Please note that nowhere in the preceding paragraphs has the word “legacy” appeared, with or without its frequent sidekick “tarnished.” I sent them out into the backyard so we could have this talk. I’m as sentimental as the next fan. In fact, I’m probably more sentimental than most of you savages, if we’re being honest here. I’m on the forums, too. I remember Kazushi Sakuraba getting mauled so badly by Jason Miller that the fight-ending choke felt like an act of mercy rather than of humiliation. I remember Emelianenko, the greatest heavyweight ever, tottering around a circular Fight Nights Global cage on rubber legs, eating punches from a man who had been cut by the UFC on a two-fight losing streak … at light heavyweight.
Both of those images made me profoundly and viscerally sad at the time. In the end, though, neither Sakuraba nor Emelianenko nor any other fighter owes anyone a legacy.
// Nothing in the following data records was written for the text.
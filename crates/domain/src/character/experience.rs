//! Experience points and level.

use serde::{Deserialize, Serialize};
use std::fmt;

use crate::error::DomainError;
use crate::rules::RulesRegistry;
use crate::value_objects::{AbilityScores, CharacterClass};

/// # Invariants
///
/// - `1 <= level <= max_level`, and level never decreases
/// - `xp_to_next_level == 0` once `level == max_level`
/// - `xp_multiplier` is fixed when the class is assigned
#[derive(Debug, Clone, PartialEq, Serialize, Deserialize)]
#[serde(rename_all = "camelCase")]
pub struct ExperienceState {
    current_xp: u32,
    level: u8,
    max_level: u8,
    xp_multiplier: f64,
    xp_to_next_level: u32,
}

impl ExperienceState {
    /// Level 1 with the multiplier the current scores earn for `class`.
    pub fn new(class: CharacterClass, abilities: &AbilityScores, rules: &RulesRegistry) -> Self {
        let max_level = rules.max_level(class).max(1);
        let xp_to_next_level = if max_level > 1 {
            rules.xp_for_next_level(class, 1)
        } else {
            0
        };
        Self {
            current_xp: 0,
            level: 1,
            max_level,
            xp_multiplier: rules.xp_multiplier(class, abilities),
            xp_to_next_level,
        }
    }

    #[inline]
    pub fn current_xp(&self) -> u32 {
        self.current_xp
    }

    #[inline]
    pub fn level(&self) -> u8 {
        self.level
    }

    #[inline]
    pub fn max_level(&self) -> u8 {
        self.max_level
    }

    #[inline]
    pub fn xp_multiplier(&self) -> f64 {
        self.xp_multiplier
    }

    #[inline]
    pub fn xp_to_next_level(&self) -> u32 {
        self.xp_to_next_level
    }

    /// XP actually banked for a raw award, truncated toward zero.
    pub fn scaled_award(&self, amount: i32) -> Result<u32, DomainError> {
        if amount < 0 {
            return Err(DomainError::invalid_argument(format!(
                "Experience gain cannot be negative: {}",
                amount
            )));
        }
        let scaled = (f64::from(amount) * self.xp_multiplier).trunc();
        Ok(if scaled <= 0.0 {
            0
        } else if scaled >= f64::from(u32::MAX) {
            u32::MAX
        } else {
            scaled as u32
        })
    }

    pub(crate) fn bank(&mut self, xp: u32) {
        self.current_xp = self.current_xp.saturating_add(xp);
    }

    /// The next level if banked XP has crossed its threshold.
    pub(crate) fn pending_level(&self) -> Option<u8> {
        let reached = self.level < self.max_level
            && self.xp_to_next_level > 0
            && self.current_xp >= self.xp_to_next_level;
        reached.then(|| self.level + 1)
    }

    pub(crate) fn advance_to(&mut self, level: u8, xp_to_next_level: u32) {
        self.level = level;
        self.xp_to_next_level = if level >= self.max_level {
            0
        } else {
            xp_to_next_level
        };
    }
}

impl fmt::Display for ExperienceState {
    fn fmt(&self, f: &mut fmt::Formatter<'_>) -> fmt::Result {
        write!(f, "Level {}, XP {}", self.level, self.current_xp)?;
        if self.xp_to_next_level > 0 {
            write!(f, " / {}", self.xp_to_next_level)?;
        } else {
            write!(f, " (max level)")?;
        }
        write!(f, ", XP multiplier x{:.2}", self.xp_multiplier)
    }
}
#[cfg(test)]
mod tests {
    use super::*;
    use crate::infrastructure::random::FixedRandom;
    use crate::infrastructure::rules_loader::load_rules;
    use mockall::predicate::eq;
    use serde_json::json;

    mockall::mock! {
        pub Random {}

        impl RandomSource for Random {
            fn gen_range(&self, min: i32, max: i32) -> i32;
        }
    }

    fn service_with(random: Arc<dyn RandomSource>) -> CharacterToolService {
        let rules = Arc::new(load_rules(None).unwrap());
        let characters = Arc::new(CharacterDirectory::new(Arc::clone(&rules)));
        let experts = Arc::new(ExpertRegistry::load(None).unwrap());
        CharacterToolService::new(characters, rules, experts, random)
    }

    fn service(roll: i32) -> CharacterToolService {
        service_with(Arc::new(FixedRandom(roll)))
    }

    fn run(service: &CharacterToolService, call: serde_json::Value) -> Result<String, ToolError> {
        service.execute_json("conv-1", call)
    }

    mod mutators {
        use super::*;

        #[test]
        fn test_fighter_scenario_end_to_end() {
            let mut rng = MockRandom::new();
            rng.expect_gen_range()
                .with(eq(1), eq(8))
                .times(2)
                .returning(|_, _| 6);
            let service = service_with(Arc::new(rng));

            run(&service, json!({"name": "UpdateCharacterName", "character_name": "Brannoc"}))
                .unwrap();
            let text = run(&service, json!({"name": "UpdateCharacterClass", "class": "fighter"}))
                .unwrap();
            assert!(text.starts_with("Class set to Fighter."));
            assert!(text.contains("Health: HP 6/6"));

            let text = run(
                &service,
                json!({"name": "UpdateCharacterExperience", "experience": 2000}),
            )
            .unwrap();
            assert!(text.starts_with("Gained 2000 XP (total 2000). Reached level 2 (+6 HP, max 12)."));

            let state = service.characters.snapshot("conv-1").unwrap();
            let progress = state.class_progression().unwrap();
            assert_eq!(progress.level(), 2);
            assert_eq!(progress.health().max_hp(), 12);
        }

        #[test]
        fn test_reassigning_the_same_class_reports_no_change() {
            let service = service(4);
            run(&service, json!({"name": "UpdateCharacterClass", "class": "Cleric"})).unwrap();
            let text =
                run(&service, json!({"name": "UpdateCharacterClass", "class": "cleric"})).unwrap();
            assert!(text.starts_with("Already a Cleric; nothing changed."));
        }

        #[test]
        fn test_scores_set_together() {
            let service = service(4);
            run(
                &service,
                json!({
                    "name": "UpdateAbilityScores",
                    "strength": 18, "dexterity": 13, "constitution": 3,
                    "intelligence": 16, "wisdom": 9, "charisma": 6
                }),
            )
            .unwrap();
            let text = run(&service, json!({"name": "GetAbilityScores"})).unwrap();
            assert_eq!(
                text,
                "Strength: 18 (+3)\nDexterity: 13 (+1)\nConstitution: 3 (-3)\n\
                 Intelligence: 16 (+2)\nWisdom: 9 (+0)\nCharisma: 6 (-1)"
            );
        }

        #[test]
        fn test_named_and_random_languages() {
            let service = service(0);
            run(
                &service,
                json!({"name": "UpdateAbilityScore", "ability": "INT", "value": 16}),
            )
            .unwrap();
            run(&service, json!({"name": "UpdateCharacterClass", "class": "Fighter"})).unwrap();

            let text = run(
                &service,
                json!({"name": "AddAdditionalLanguage", "language": "elvish"}),
            )
            .unwrap();
            assert!(text.starts_with("Learned Elvish (1 more available)."));

            let text = run(&service, json!({"name": "AddAdditionalLanguage"})).unwrap();
            assert!(text.starts_with("Learned Bugbear (0 more available)."));

            let text = run(
                &service,
                json!({"name": "AddAdditionalLanguage", "language": "Goblin"}),
            )
            .unwrap();
            assert!(text.starts_with("No additional languages can be learned."));
        }

        #[test]
        fn test_coins_in_and_out() {
            let service = service(4);
            run(&service, json!({"name": "UpdateCharacterClass", "class": "Thief"})).unwrap();
            let text =
                run(&service, json!({"name": "AdjustCoins", "coin": "gp", "amount": 25})).unwrap();
            assert!(text.starts_with("Now holding 25 gp."));
            let text =
                run(&service, json!({"name": "AdjustCoins", "coin": "Gold", "amount": -5})).unwrap();
            assert!(text.starts_with("Now holding 20 gp."));

            let err = run(&service, json!({"name": "AdjustCoins", "coin": "gp", "amount": -50}))
                .unwrap_err();
            assert_eq!(err.kind(), "invalid_argument");
        }

        #[test]
        fn test_damage_and_healing_messages() {
            let service = service(8);
            run(&service, json!({"name": "UpdateCharacterClass", "class": "Fighter"})).unwrap();
            run(&service, json!({"name": "GainTempHp", "amount": 3})).unwrap();

            let text = run(&service, json!({"name": "TakeDamage", "amount": 5})).unwrap();
            assert!(text.starts_with("Lost 2 HP after 3 temporary absorbed; 6 HP left."));
            let text = run(&service, json!({"name": "Heal", "amount": 10})).unwrap();
            assert!(text.starts_with("Healed 2 HP; now at 8."));
            let text = run(&service, json!({"name": "Heal", "amount": 1})).unwrap();
            assert!(text.starts_with("Already at full hit points."));
        }

        #[test]
        fn test_spellbook() {
            let service = service(3);
            run(&service, json!({"name": "UpdateCharacterClass", "class": "Magic-User"})).unwrap();
            let text = run(&service, json!({"name": "LearnSpell", "spell": "sleep"})).unwrap();
            assert!(text.starts_with("Added Sleep (level 1) to the spellbook."));

            let err = run(&service, json!({"name": "LearnSpell", "spell": "Wish"})).unwrap_err();
            assert_eq!(err.kind(), "invalid_argument");
        }
    }

    mod failures {
        use super::*;

        #[test]
        fn test_experience_before_class_is_not_initialized() {
            let service = service(4);
            let err = run(
                &service,
                json!({"name": "UpdateCharacterExperience", "experience": 100}),
            )
            .unwrap_err();
            assert_eq!(err.kind(), "not_initialized");
        }

        #[test]
        fn test_negative_experience_leaves_state_alone() {
            let service = service(4);
            run(&service, json!({"name": "UpdateCharacterClass", "class": "Dwarf"})).unwrap();
            let before = service.characters.snapshot("conv-1").unwrap();

            let err = run(
                &service,
                json!({"name": "UpdateCharacterExperience", "experience": -1}),
            )
            .unwrap_err();
            assert_eq!(err.kind(), "invalid_argument");
            assert_eq!(service.characters.snapshot("conv-1").unwrap(), before);
        }

        #[test]
        fn test_unknown_vocabulary_is_a_parse_error() {
            let service = service(4);
            let err =
                run(&service, json!({"name": "UpdateCharacterClass", "class": "Bard"})).unwrap_err();
            assert_eq!(err.kind(), "parse");
            let err = run(&service, json!({"name": "UpdateRace", "race": "Tiefling"})).unwrap_err();
            assert_eq!(err.kind(), "parse");
        }

        #[test]
        fn test_malformed_call_is_a_bad_request() {
            let service = service(4);
            let err = run(&service, json!({"name": "TakeDamage"})).unwrap_err();
            assert_eq!(err.kind(), "bad_request");
        }
    }

    mod accessors {
        use super::*;

        #[test]
        fn test_blank_character_values() {
            let service = service(4);
            assert_eq!(run(&service, json!({"name": "GetCharacterClassName"})).unwrap(), "None");
            assert_eq!(run(&service, json!({"name": "GetCharacterRace"})).unwrap(), "None");
            assert_eq!(run(&service, json!({"name": "GetLiteracyState"})).unwrap(), "Literate");
            assert_eq!(run(&service, json!({"name": "GetAdditionalLanguages"})).unwrap(), "0");
            assert_eq!(run(&service, json!({"name": "GetMaxRetainers"})).unwrap(), "4");
            assert_eq!(run(&service, json!({"name": "GetRetainerLoyalty"})).unwrap(), "7");
            assert_eq!(run(&service, json!({"name": "GetNpcReactionBonus"})).unwrap(), "+0");
            assert_eq!(run(&service, json!({"name": "GetOpenDoorChance"})).unwrap(), "2-in-6");
            assert_eq!(
                run(&service, json!({"name": "GetAbilityScoreValue", "ability": "wis"})).unwrap(),
                "9"
            );
        }

        #[test]
        fn test_turning_requires_a_class() {
            let service = service(4);
            let call = json!({"name": "GetTurningResult", "monster_hit_dice": "1"});
            assert_eq!(run(&service, call.clone()).unwrap_err().kind(), "not_initialized");

            run(&service, json!({"name": "UpdateCharacterClass", "class": "Cleric"})).unwrap();
            assert_eq!(run(&service, call).unwrap(), "7");
        }

        #[test]
        fn test_json_snapshot_round_trips_the_character() {
            let service = service(5);
            run(&service, json!({"name": "UpdateCharacterName", "character_name": "Ilsa"})).unwrap();
            run(&service, json!({"name": "UpdateRace", "race": "Half-Elf"})).unwrap();
            run(&service, json!({"name": "UpdateCharacterClass", "class": "Elf"})).unwrap();
            run(&service, json!({"name": "AdjustCoins", "coin": "pp", "amount": 2})).unwrap();

            let text = run(&service, json!({"name": "GetCharacterStateAsJson"})).unwrap();
            let value: serde_json::Value = serde_json::from_str(&text).unwrap();
            assert_eq!(value["derived"]["className"], "Elf");
            assert_eq!(value["derived"]["level"], 1);
            assert_eq!(value["derived"]["totalValueInGp"], 10);

            let restored: CharacterState =
                serde_json::from_value(value["character"].clone()).unwrap();
            assert_eq!(restored, service.characters.snapshot("conv-1").unwrap());
        }

        #[test]
        fn test_conversations_are_independent() {
            let service = service(4);
            service
                .execute(
                    "a",
                    CharacterCall::UpdateCharacterClass {
                        class: "Thief".into(),
                    }
                    .into(),
                )
                .unwrap();
            assert_eq!(
                service.execute("b", CharacterCall::GetCharacterClassName.into()).unwrap(),
                "None"
            );
            assert_eq!(
                service.execute("a", CharacterCall::GetCharacterClassName.into()).unwrap(),
                "Thief"
            );
        }
    }

    mod dice_and_experts {
        use super::*;

        #[test]
        fn test_roll_named_die_sums_each_roll() {
            let mut rng = MockRandom::new();
            rng.expect_gen_range()
                .with(eq(1), eq(6))
                .times(4)
                .returning(|_, _| 3);
            let service = service_with(Arc::new(rng));
            let text = run(&service, json!({"name": "RollDice", "dice": "d6", "count": 4})).unwrap();
            assert_eq!(text, "12");
        }

        #[test]
        fn test_roll_formula_shows_breakdown() {
            let service = service(5);
            let text = run(&service, json!({"name": "RollDice", "dice": "2d6+1"})).unwrap();
            assert_eq!(text, "2d6[5, 5] + 1 = 11");
        }

        #[test]
        fn test_bad_dice_requests() {
            let service = service(5);
            let err = run(&service, json!({"name": "RollDice", "dice": "d7", "count": 1}))
                .unwrap_err();
            assert_eq!(err.kind(), "invalid_argument");
            let err = run(&service, json!({"name": "RollDice", "dice": "d6", "count": 0}))
                .unwrap_err();
            assert_eq!(err.kind(), "invalid_argument");
        }

        #[test]
        fn test_formula_modifier_past_integer_range_is_rejected() {
            let service = service(3);
            let err = run(&service, json!({"name": "RollDice", "dice": "1d6+2147483647"}))
                .unwrap_err();
            assert_eq!(err.kind(), "invalid_argument");
            assert!(err.to_string().contains("overflow"));
        }

        #[test]
        fn test_roll_dice_does_not_create_a_character() {
            let service = service(5);
            run(&service, json!({"name": "RollDice", "dice": "d20", "count": 1})).unwrap();
            assert!(service.characters.is_empty());
        }

        #[test]
        fn test_list_experts() {
            let service = service(5);
            let text = run(&service, json!({"name": "ListExperts"})).unwrap();
            assert_eq!(text.lines().count(), 4);
            assert!(text.contains("CharacterSheet [character_sheet] (LocalData)"));
        }
    }
}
They owe themselves and their families the best lives they can provide, full stop. Whatever career story they are writing in the ring or cage is ultimately the result of their choices and chances. They alone are answerable for it and get to wear it. If it doesn’t happen to end in the Hollywood manner that I might prefer, that’s my problem, not theirs, and that’s all right. I’ll just keep watching that revolving door like the sport-within-a-sport that it is and wait for the day that I wake up in an alternate timeline where “The Axe Murderer” retired in the cage after knocking out Keith Jardine.